● **PROBLEM DESCRIPTION**
A complete copy of the entries, exactly as written, is the expected result.
[SUPPLIED MATERIAL — start]
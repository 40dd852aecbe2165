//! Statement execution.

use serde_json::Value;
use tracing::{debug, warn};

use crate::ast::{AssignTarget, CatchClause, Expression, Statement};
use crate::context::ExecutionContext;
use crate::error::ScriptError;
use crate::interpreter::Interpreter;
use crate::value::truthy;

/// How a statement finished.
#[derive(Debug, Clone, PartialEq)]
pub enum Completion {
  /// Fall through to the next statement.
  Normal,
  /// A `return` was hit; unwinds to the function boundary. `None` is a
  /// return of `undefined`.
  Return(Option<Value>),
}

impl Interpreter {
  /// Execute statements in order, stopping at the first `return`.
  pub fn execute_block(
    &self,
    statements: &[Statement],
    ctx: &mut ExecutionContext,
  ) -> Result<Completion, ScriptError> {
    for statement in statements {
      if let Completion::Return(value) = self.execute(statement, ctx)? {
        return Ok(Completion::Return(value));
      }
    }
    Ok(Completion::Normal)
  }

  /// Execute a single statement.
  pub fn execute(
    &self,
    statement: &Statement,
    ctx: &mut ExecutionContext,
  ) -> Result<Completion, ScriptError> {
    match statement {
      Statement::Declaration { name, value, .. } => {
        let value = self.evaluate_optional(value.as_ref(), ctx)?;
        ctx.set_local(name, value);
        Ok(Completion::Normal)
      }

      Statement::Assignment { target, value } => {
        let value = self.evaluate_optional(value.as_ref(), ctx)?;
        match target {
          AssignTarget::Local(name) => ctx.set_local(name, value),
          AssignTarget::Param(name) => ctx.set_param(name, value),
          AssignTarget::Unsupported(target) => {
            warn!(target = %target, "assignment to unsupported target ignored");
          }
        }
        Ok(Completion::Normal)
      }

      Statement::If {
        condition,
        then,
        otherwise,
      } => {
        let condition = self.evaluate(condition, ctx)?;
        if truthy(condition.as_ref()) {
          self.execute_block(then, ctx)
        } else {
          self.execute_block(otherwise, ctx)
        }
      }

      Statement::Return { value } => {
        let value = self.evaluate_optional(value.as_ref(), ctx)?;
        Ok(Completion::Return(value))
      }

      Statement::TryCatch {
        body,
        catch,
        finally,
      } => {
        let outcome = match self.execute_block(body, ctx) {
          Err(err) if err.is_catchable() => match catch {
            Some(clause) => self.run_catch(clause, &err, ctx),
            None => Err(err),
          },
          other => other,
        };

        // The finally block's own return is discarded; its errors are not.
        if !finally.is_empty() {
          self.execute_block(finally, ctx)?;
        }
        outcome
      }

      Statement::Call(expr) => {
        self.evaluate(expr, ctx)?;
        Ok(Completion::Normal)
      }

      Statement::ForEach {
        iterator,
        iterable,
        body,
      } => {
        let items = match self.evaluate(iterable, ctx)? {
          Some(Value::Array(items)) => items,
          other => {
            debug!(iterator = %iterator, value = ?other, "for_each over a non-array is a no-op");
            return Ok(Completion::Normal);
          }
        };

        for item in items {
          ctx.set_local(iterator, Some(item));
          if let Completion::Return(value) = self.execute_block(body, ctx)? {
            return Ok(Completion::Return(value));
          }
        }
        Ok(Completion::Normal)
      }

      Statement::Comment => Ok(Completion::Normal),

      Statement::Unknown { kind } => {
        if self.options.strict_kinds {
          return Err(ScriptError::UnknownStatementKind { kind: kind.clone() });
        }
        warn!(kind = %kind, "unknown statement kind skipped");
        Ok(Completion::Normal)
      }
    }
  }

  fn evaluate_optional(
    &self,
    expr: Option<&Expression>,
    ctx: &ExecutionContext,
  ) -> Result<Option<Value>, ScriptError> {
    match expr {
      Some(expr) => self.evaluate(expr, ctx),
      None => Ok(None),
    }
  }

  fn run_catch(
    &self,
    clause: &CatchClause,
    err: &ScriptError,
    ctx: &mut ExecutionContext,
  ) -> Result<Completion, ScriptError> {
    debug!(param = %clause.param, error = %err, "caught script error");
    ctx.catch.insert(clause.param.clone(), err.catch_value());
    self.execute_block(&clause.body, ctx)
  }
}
[SUPPLIED MATERIAL — finish]
● **ANSWER FOR THIS EXERCISE**
repository 40dd852aecbe2165
//! Statement execution.

use serde_json::Value;
use tracing::{debug, warn};

use crate::ast::{AssignTarget, CatchClause, Expression, Statement};
use crate::context::ExecutionContext;
use crate::error::ScriptError;
use crate::interpreter::Interpreter;
use crate::value::truthy;

/// How a statement finished.
#[derive(Debug, Clone, PartialEq)]
pub enum Completion {
  /// Fall through to the next statement.
  Normal,
  /// A `return` was hit; unwinds to the function boundary. `None` is a
  /// return of `undefined`.
  Return(Option<Value>),
}

impl Interpreter {
  /// Execute statements in order, stopping at the first `return`.
  pub fn execute_block(
    &self,
    statements: &[Statement],
    ctx: &mut ExecutionContext,
  ) -> Result<Completion, ScriptError> {
    for statement in statements {
      if let Completion::Return(value) = self.execute(statement, ctx)? {
        return Ok(Completion::Return(value));
      }
    }
    Ok(Completion::Normal)
  }

  /// Execute a single statement.
  pub fn execute(
    &self,
    statement: &Statement,
    ctx: &mut ExecutionContext,
  ) -> Result<Completion, ScriptError> {
    match statement {
      Statement::Declaration { name, value, .. } => {
        let value = self.evaluate_optional(value.as_ref(), ctx)?;
        ctx.set_local(name, value);
        Ok(Completion::Normal)
      }

      Statement::Assignment { target, value } => {
        let value = self.evaluate_optional(value.as_ref(), ctx)?;
        match target {
          AssignTarget::Local(name) => ctx.set_local(name, value),
          AssignTarget::Param(name) => ctx.set_param(name, value),
          AssignTarget::Unsupported(target) => {
            warn!(target = %target, "assignment to unsupported target ignored");
          }
        }
        Ok(Completion::Normal)
      }

      Statement::If {
        condition,
        then,
        otherwise,
      } => {
        let condition = self.evaluate(condition, ctx)?;
        if truthy(condition.as_ref()) {
          self.execute_block(then, ctx)
        } else {
          self.execute_block(otherwise, ctx)
        }
      }

      Statement::Return { value } => {
        let value = self.evaluate_optional(value.as_ref(), ctx)?;
        Ok(Completion::Return(value))
      }

      Statement::TryCatch {
        body,
        catch,
        finally,
      } => {
        let outcome = match self.execute_block(body, ctx) {
          Err(err) if err.is_catchable() => match catch {
            Some(clause) => self.run_catch(clause, &err, ctx),
            None => Err(err),
          },
          other => other,
        };

        // The finally block's own return is discarded; its errors are not.
        if !finally.is_empty() {
          self.execute_block(finally, ctx)?;
        }
        outcome
      }

      Statement::Call(expr) => {
        self.evaluate(expr, ctx)?;
        Ok(Completion::Normal)
      }

      Statement::ForEach {
        iterator,
        iterable,
        body,
      } => {
        let items = match self.evaluate(iterable, ctx)? {
          Some(Value::Array(items)) => items,
          other => {
            debug!(iterator = %iterator, value = ?other, "for_each over a non-array is a no-op");
            return Ok(Completion::Normal);
          }
        };

        for item in items {
          ctx.set_local(iterator, Some(item));
          if let Completion::Return(value) = self.execute_block(body, ctx)? {
            return Ok(Completion::Return(value));
          }
        }
        Ok(Completion::Normal)
      }

      Statement::Comment => Ok(Completion::Normal),

      Statement::Unknown { kind } => {
        if self.options.strict_kinds {
          return Err(ScriptError::UnknownStatementKind { kind: kind.clone() });
        }
        warn!(kind = %kind, "unknown statement kind skipped");
        Ok(Completion::Normal)
      }
    }
  }

  fn evaluate_optional(
    &self,
    expr: Option<&Expression>,
    ctx: &ExecutionContext,
  ) -> Result<Option<Value>, ScriptError> {
    match expr {
      Some(expr) => self.evaluate(expr, ctx),
      None => Ok(None),
    }
  }

  fn run_catch(
    &self,
    clause: &CatchClause,
    err: &ScriptError,
    ctx: &mut ExecutionContext,
  ) -> Result<Completion, ScriptError> {
    debug!(param = %clause.param, error = %err, "caught script error");
    ctx.catch.insert(clause.param.clone(), err.catch_value());
    self.execute_block(&clause.body, ctx)
  }
}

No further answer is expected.